● PROBLEM TO WORK ON: Find the string "write" in the listing below and return each line it appears in.

● RECORDS TO USE:
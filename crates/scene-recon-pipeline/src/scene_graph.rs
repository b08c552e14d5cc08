//! Scene graph construction: which view pairs are sent to the pairwise model.

use std::collections::BTreeSet;
use std::fmt;
use std::str::FromStr;

use anyhow::{Result, anyhow, bail};
use serde::{Deserialize, Serialize};

use scene_recon_core::{Pair, ReconError, View};

/// Pairing topology.
#[derive(Debug, Clone, Copy, PartialEq, Eq, Default, Serialize, Deserialize)]
#[serde(tag = "type", rename_all = "snake_case")]
pub enum Topology {
    /// Every unordered pair of views.
    #[default]
    Complete,
    /// Each view paired with its neighbours `i-w..=i+w` (clamped to the sequence).
    SlidingWindow { window: usize },
    /// Every view paired with a single reference view.
    OneReference { reference: usize },
}

impl fmt::Display for Topology {
    fn fmt(&self, f: &mut fmt::Formatter<'_>) -> fmt::Result {
        match self {
            Self::Complete => write!(f, "complete"),
            Self::SlidingWindow { window } => write!(f, "swin-{window}"),
            Self::OneReference { reference } => write!(f, "oneref-{reference}"),
        }
    }
}

impl FromStr for Topology {
    type Err = anyhow::Error;

    /// Parses `complete`, `swin-<w>` and `oneref-<r>`.
    fn from_str(s: &str) -> Result<Self> {
        let s = s.trim();
        if s == "complete" {
            return Ok(Self::Complete);
        }
        let (kind, arg) = s
            .split_once('-')
            .ok_or_else(|| anyhow!("unknown scene graph '{s}' (expected complete, swin-<w>, oneref-<r>)"))?;
        let value: usize = arg
            .parse()
            .map_err(|_| anyhow!("scene graph '{s}': '{arg}' is not a non-negative integer"))?;
        match kind {
            "swin" => Ok(Self::SlidingWindow { window: value }),
            "oneref" => Ok(Self::OneReference { reference: value }),
            _ => bail!("unknown scene graph '{s}' (expected complete, swin-<w>, oneref-<r>)"),
        }
    }
}

/// Valid parameter ranges for `num_views` inputs.
#[derive(Debug, Clone, Copy, PartialEq, Eq, Serialize, Deserialize)]
pub struct TopologyBounds {
    /// Largest admissible sliding-window size (the minimum is 1).
    pub max_window: usize,
    /// Largest admissible reference index (the minimum is 0).
    pub max_reference: usize,
}

/// Parameter bounds offered to a user for `num_views` inputs.
///
/// A missing or empty input list is treated as a single view.
pub fn topology_bounds(num_views: usize) -> TopologyBounds {
    let n = num_views.max(1);
    TopologyBounds {
        max_window: ((n - 1) / 2).max(1),
        max_reference: n - 1,
    }
}

impl Topology {
    /// Check the topology parameter against `num_views`.
    ///
    /// # Errors
    ///
    /// Returns [`ReconError::InvalidTopologyParameter`] for an out-of-range
    /// window size or reference index.
    pub fn validate(&self, num_views: usize) -> Result<(), ReconError> {
        let bounds = topology_bounds(num_views);
        match *self {
            Self::Complete => Ok(()),
            Self::SlidingWindow { window } if (1..=bounds.max_window).contains(&window) => Ok(()),
            Self::SlidingWindow { window } => Err(ReconError::InvalidTopologyParameter {
                parameter: "window",
                value: window,
                num_views,
                min: 1,
                max: bounds.max_window,
            }),
            Self::OneReference { reference } if reference < num_views => Ok(()),
            Self::OneReference { reference } => Err(ReconError::InvalidTopologyParameter {
                parameter: "reference",
                value: reference,
                num_views,
                min: 0,
                max: bounds.max_reference,
            }),
        }
    }
}

/// Duplicate a lone view so downstream stages always see at least two.
///
/// The copy gets index 1 and the same name; lists with two or more views are
/// returned unchanged.
pub fn resolve_views(views: &[View]) -> Vec<View> {
    let mut resolved = views.to_vec();
    if resolved.len() == 1 {
        let mut copy = resolved[0].clone();
        copy.index = 1;
        log::debug!("single input view '{}': duplicating it as view 1", copy.name);
        resolved.push(copy);
    }
    resolved
}

/// Build the symmetrized pair list for `num_views` views.
///
/// Every selected unordered pair `{a, b}` is emitted as `(a, b)` followed by
/// `(b, a)`. Ordering is deterministic (sorted by the unordered pair).
///
/// `num_views == 1` is treated as a duplicated view, producing the single
/// non-trivial pair `{0, 1}`; callers pair this with [`resolve_views`].
///
/// # Errors
///
/// Returns [`ReconError::InvalidTopologyParameter`] when the window size or
/// reference index is out of range for `num_views`, and
/// [`ReconError::InvalidInput`] when `num_views == 0`.
pub fn make_pairs(num_views: usize, topology: &Topology) -> Result<Vec<Pair>, ReconError> {
    if num_views == 0 {
        return Err(ReconError::InvalidInput(
            "cannot build a scene graph without views".into(),
        ));
    }
    topology.validate(num_views)?;
    let n = num_views.max(2);

    let mut edges = BTreeSet::new();
    match *topology {
        Topology::Complete => {
            for a in 0..n {
                for b in (a + 1)..n {
                    edges.insert((a, b));
                }
            }
        }
        Topology::SlidingWindow { window } => {
            for i in 0..n {
                for j in (i + 1)..=(i + window).min(n - 1) {
                    edges.insert((i, j));
                }
            }
        }
        Topology::OneReference { reference } => {
            for j in (0..n).filter(|&j| j != reference) {
                edges.insert((reference.min(j), reference.max(j)));
            }
        }
    }

    let pairs: Vec<Pair> = edges
        .into_iter()
        .flat_map(|(a, b)| [Pair::new(a, b, true), Pair::new(b, a, true)])
        .collect();
    log::debug!(
        "scene graph {topology} over {n} views: {} directed pairs",
        pairs.len()
    );
    Ok(pairs)
}

#[cfg(test)]
mod tests {
    use super::*;
    use scene_recon_core::Grid;

    #[test]
    fn complete_has_n_times_n_minus_one_pairs() {
        for n in 2..8 {
            let pairs = make_pairs(n, &Topology::Complete).unwrap();
            assert_eq!(pairs.len(), n * (n - 1), "n = {n}");
        }
    }

    #[test]
    fn one_reference_has_two_n_minus_one_pairs() {
        for n in 2..8 {
            for r in 0..n {
                let pairs = make_pairs(n, &Topology::OneReference { reference: r }).unwrap();
                assert_eq!(pairs.len(), 2 * (n - 1));
                assert!(pairs.iter().all(|p| p.view_a == r || p.view_b == r));
            }
        }
    }

    #[test]
    fn pairs_are_symmetric_without_self_pairs() {
        let pairs = make_pairs(6, &Topology::SlidingWindow { window: 2 }).unwrap();
        for p in &pairs {
            assert_ne!(p.view_a, p.view_b);
            assert!(p.symmetric);
            assert!(pairs.contains(&p.reversed()));
        }
    }

    #[test]
    fn sliding_window_clamps_at_sequence_ends() {
        let pairs = make_pairs(5, &Topology::SlidingWindow { window: 2 }).unwrap();
        let edges: BTreeSet<_> = pairs.iter().map(|p| p.edge()).collect();
        let expected: BTreeSet<_> = [(0, 1), (0, 2), (1, 2), (1, 3), (2, 3), (2, 4), (3, 4)]
            .into_iter()
            .collect();
        assert_eq!(edges, expected);
    }

    #[test]
    fn single_view_builds_one_nontrivial_pair() {
        let pairs = make_pairs(1, &Topology::Complete).unwrap();
        let edges: BTreeSet<_> = pairs.iter().map(|p| p.edge()).collect();
        assert_eq!(edges.len(), 1);
        assert!(edges.contains(&(0, 1)));

        let view = View::new(0, "only.png", Grid::filled(2, 2, [0u8; 3]));
        let resolved = resolve_views(&[view]);
        assert_eq!(resolved.len(), 2);
        assert_eq!(resolved[1].index, 1);
        assert_eq!(resolved[1].image, resolved[0].image);
    }

    #[test]
    fn single_view_bounds_apply_before_duplication() {
        let err = make_pairs(1, &Topology::OneReference { reference: 1 }).unwrap_err();
        assert!(matches!(
            err,
            ReconError::InvalidTopologyParameter { parameter: "reference", max: 0, num_views: 1, .. }
        ));
        assert_eq!(topology_bounds(1).max_reference, 0);
        assert_eq!(make_pairs(1, &Topology::OneReference { reference: 0 }).unwrap().len(), 2);
        assert_eq!(make_pairs(1, &Topology::SlidingWindow { window: 1 }).unwrap().len(), 2);
    }

    #[test]
    fn out_of_range_parameters_are_rejected() {
        let err = make_pairs(5, &Topology::SlidingWindow { window: 3 }).unwrap_err();
        assert!(matches!(
            err,
            ReconError::InvalidTopologyParameter {
                parameter: "window",
                max: 2,
                ..
            }
        ));
        assert!(make_pairs(5, &Topology::SlidingWindow { window: 0 }).is_err());
        assert!(make_pairs(3, &Topology::OneReference { reference: 3 }).is_err());
        assert!(make_pairs(0, &Topology::Complete).is_err());
    }

    #[test]
    fn bounds_match_slider_ranges() {
        assert_eq!(
            topology_bounds(0),
            TopologyBounds {
                max_window: 1,
                max_reference: 0
            }
        );
        assert_eq!(topology_bounds(7).max_window, 3);
        assert_eq!(topology_bounds(7).max_reference, 6);
    }

    #[test]
    fn topology_string_roundtrip() {
        for t in [
            Topology::Complete,
            Topology::SlidingWindow { window: 3 },
            Topology::OneReference { reference: 0 },
        ] {
            assert_eq!(t.to_string().parse::<Topology>().unwrap(), t);
        }
        assert!("ring-2".parse::<Topology>().is_err());
        assert!("swin-x".parse::<Topology>().is_err());
    }
}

● SOLVED EXERCISE:
            Self::Complete => write!(f, "complete"),
            Self::SlidingWindow { window } => write!(f, "swin-{window}"),
            Self::OneReference { reference } => write!(f, "oneref-{reference}"),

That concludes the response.